Setelahnya, gadis itu memutuskan mengangkat pedangnya dan meletakkannya dipundak kanan.

Dia tersenyum meremehkan. "Kau takut Gery? Serang saja aku, tidak usah pedulikan genderku dan siapa aku. Lawan aku. Buat aku menyerah jika kau bisa."

Gadis itu menolehkan lagi pandangannya pada Ars dan Frans. Pertarungan mereka masih berlanjut. Kali ini mereka sedang beradu kepalan tangan. Beberapa detik sebelumnya, Ars berhasil membuang jauh tombak pendek Frans. Tapi di detik berikutnya, Frans menendang tangan Ars sehingga pedangnya ikut terlepas dan terlempar jauh dari jangkauan Ars.
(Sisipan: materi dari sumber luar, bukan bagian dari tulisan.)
use std::collections::HashMap;
use std::sync::atomic::{AtomicU64, Ordering};
use std::sync::Arc;
use std::time::Duration;

use async_trait::async_trait;
use serde::{Deserialize, Serialize};
use serde_json::Value;
use thiserror::Error;
use tokio::sync::{mpsc, oneshot, watch, Mutex};
use tracing::{debug, trace};

/// Kind of the unsolicited event the page shim sends once it is injected.
pub const CONFIGURATION_EVENT: &str = "configuration";

#[derive(Debug, Error)]
pub enum BridgeError {
    #[error("Request timeout")]
    RequestTimeout,
    #[error("Inject timeout")]
    InjectTimeout,
    #[error("Bridge transport closed")]
    Disconnected,
    #[error("Invalid {kind} payload: {source}")]
    Decode {
        kind: String,
        #[source]
        source: serde_json::Error,
    },
}

/// A message from the extension side to the page shim.
#[derive(Debug, Clone, PartialEq, Serialize, Deserialize)]
pub struct BridgeRequest {
    pub id: u64,
    pub kind: String,
    #[serde(default)]
    pub args: Value,
}

/// A message from the page shim. Replies carry the request id; broadcast events do not.
#[derive(Debug, Clone, PartialEq, Serialize, Deserialize)]
pub struct BridgeResponse {
    #[serde(default)]
    pub id: Option<u64>,
    pub kind: String,
    #[serde(default)]
    pub payload: Value,
}

#[derive(Debug, Clone, PartialEq, Serialize, Deserialize)]
pub struct ServerDefs {
    #[serde(rename = "BUILD_IDENTIFIER")]
    pub build_identifier: String,
    #[serde(flatten)]
    pub extra: serde_json::Map<String, Value>,
}

/// Page-context configuration exposed by the shim.
#[derive(Debug, Clone, PartialEq, Serialize, Deserialize)]
#[serde(rename_all = "camelCase")]
pub struct Configuration {
    pub server_defs: ServerDefs,
    #[serde(default)]
    pub user_info: Value,
}

impl Configuration {
    pub fn new(build_identifier: impl Into<String>) -> Self {
        Self {
            server_defs: ServerDefs {
                build_identifier: build_identifier.into(),
                extra: serde_json::Map::new(),
            },
            user_info: Value::Null,
        }
    }
}

/// Anything able to hand out the page configuration.
#[async_trait]
pub trait ConfigurationSource: Send + Sync {
    async fn configuration(&self, refresh: bool) -> Result<Configuration, BridgeError>;
}

/// A fixed configuration, for callers that already know the build identifier.
#[derive(Debug, Clone)]
pub struct StaticConfiguration(pub Configuration);

#[async_trait]
impl ConfigurationSource for StaticConfiguration {
    async fn configuration(&self, _refresh: bool) -> Result<Configuration, BridgeError> {
        Ok(self.0.clone())
    }
}

/// Request/response channel to the script running in the page's own context.
///
/// Requests go out over an mpsc transport; the host feeds every message coming
/// back from the page into [`ShimBridge::deliver`].
pub struct ShimBridge {
    transport: mpsc::Sender<BridgeRequest>,
    pending: Mutex<HashMap<u64, oneshot::Sender<Value>>>,
    configuration: watch::Sender<Option<Configuration>>,
    next_id: AtomicU64,
    timeout: Duration,
}

impl ShimBridge {
    pub fn new(transport: mpsc::Sender<BridgeRequest>, timeout: Duration) -> Arc<Self> {
        let (configuration, _) = watch::channel(None);
        Arc::new(Self {
            transport,
            pending: Mutex::new(HashMap::new()),
            configuration,
            next_id: AtomicU64::new(1),
            timeout,
        })
    }

    /// Ask the host to inject the shim and wait for its configuration event.
    pub async fn inject(&self) -> Result<Configuration, BridgeError> {
        let mut rx = self.configuration.subscribe();
        let request = BridgeRequest {
            id: self.next_id.fetch_add(1, Ordering::Relaxed),
            kind: "inject".into(),
            args: Value::Null,
        };
        self.transport
            .send(request)
            .await
            .map_err(|_| BridgeError::Disconnected)?;

        let result = match tokio::time::timeout(self.timeout, rx.wait_for(Option::is_some)).await {
            Ok(Ok(config)) => config.clone().ok_or(BridgeError::Disconnected),
            Ok(Err(_)) => Err(BridgeError::Disconnected),
            Err(_) => Err(BridgeError::InjectTimeout),
        };
        result
    }

    /// Send a correlated request and wait for the matching reply.
    pub async fn request(&self, kind: &str, args: Value) -> Result<Value, BridgeError> {
        let id = self.next_id.fetch_add(1, Ordering::Relaxed);
        let (tx, rx) = oneshot::channel();
        self.pending.lock().await.insert(id, tx);

        trace!(id, kind, "Bridge request");
        let request = BridgeRequest {
            id,
            kind: kind.to_string(),
            args,
        };
        if self.transport.send(request).await.is_err() {
            self.pending.lock().await.remove(&id);
            return Err(BridgeError::Disconnected);
        }

        match tokio::time::timeout(self.timeout, rx).await {
            Ok(Ok(payload)) => Ok(payload),
            Ok(Err(_)) => Err(BridgeError::Disconnected),
            Err(_) => {
                self.pending.lock().await.remove(&id);
                Err(BridgeError::RequestTimeout)
            }
        }
    }

    /// Route a message from the page. Returns whether it was consumed.
    pub async fn deliver(&self, response: BridgeResponse) -> Result<bool, BridgeError> {
        if let Some(id) = response.id {
            let Some(tx) = self.pending.lock().await.remove(&id) else {
                debug!(id, kind = %response.kind, "Dropping reply for unknown request");
                return Ok(false);
            };
            return Ok(tx.send(response.payload).is_ok());
        }

        if response.kind == CONFIGURATION_EVENT {
            let config = decode_configuration(response.payload)?;
            debug!(build = %config.server_defs.build_identifier, "Received page configuration");
            self.configuration.send_replace(Some(config));
            return Ok(true);
        }

        trace!(kind = %response.kind, "Ignoring unsolicited bridge event");
        Ok(false)
    }

    /// Cached page configuration, requested from the page on first use or when `refresh` is set.
    pub async fn configuration(&self, refresh: bool) -> Result<Configuration, BridgeError> {
        if !refresh {
            if let Some(config) = self.configuration.borrow().clone() {
                return Ok(config);
            }
        }
        let payload = self.request(CONFIGURATION_EVENT, Value::Null).await?;
        let config = decode_configuration(payload)?;
        self.configuration.send_replace(Some(config.clone()));
        Ok(config)
    }
}

fn decode_configuration(payload: Value) -> Result<Configuration, BridgeError> {
    serde_json::from_value(payload).map_err(|source| BridgeError::Decode {
        kind: CONFIGURATION_EVENT.into(),
        source,
    })
}

#[async_trait]
impl ConfigurationSource for ShimBridge {
    async fn configuration(&self, refresh: bool) -> Result<Configuration, BridgeError> {
        ShimBridge::configuration(self, refresh).await
    }
}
Pertarungan antara dua lelaki itu kini berlangsung tanpa senjata apapun. Mereka bertarung dengan tangan kosong. Dan pertarungan mereka sudah berjalan sedari tadi. Tapi disini, Quin dan Gery bahkan belum memulai serangan serius apapun untuk mengawali pertarungan.

Gadis itu masih menyaksikan pertarungan seru dua lelaki itu seolah menonton pertandingan kick boxing dari balik arena.

Gadis itu sempat tersenyum kecil saat membatin lucu, 'Ars terlihat semakin tampan dengan wajah berkeringat seperti itu. Setiap aku berhadapan dengannya dan Geo, aku seolah bercermin dan melihat diriku sendiri dalam gender yang berbeda. Aku tanpa sadar memuji diriku sendiri tampan. Haha'

Keasyikan menyaksikan pertarungan dua lelaki itu, sebilah pedang hampir menebas leher Quin dari arah kiri jika dia tak berhasil menghindar. Gadis itu tersenyum lebar melihat Gery sudah ada dihadapannya memulai serangan.

Reflek gadis itu membantunya menghindari serangan fatal yang akan menebas lehernya—tanpa perlu peringatan dari siapapun. "Oho~ Terima kasih Geo. Tapi aku sudah tau serangan ini akan datang. Serangan yang diharapkan mampu menebas leherku di saat aku lengah."

Gadis itu memang sudah tau Gery akan menargetkan lehernya. Bahkan sebelum Geo—adik kembarnya memberinya peringatan lewat alat komunikasi mereka. Tapi dia tetap harus berterima kasih bukan?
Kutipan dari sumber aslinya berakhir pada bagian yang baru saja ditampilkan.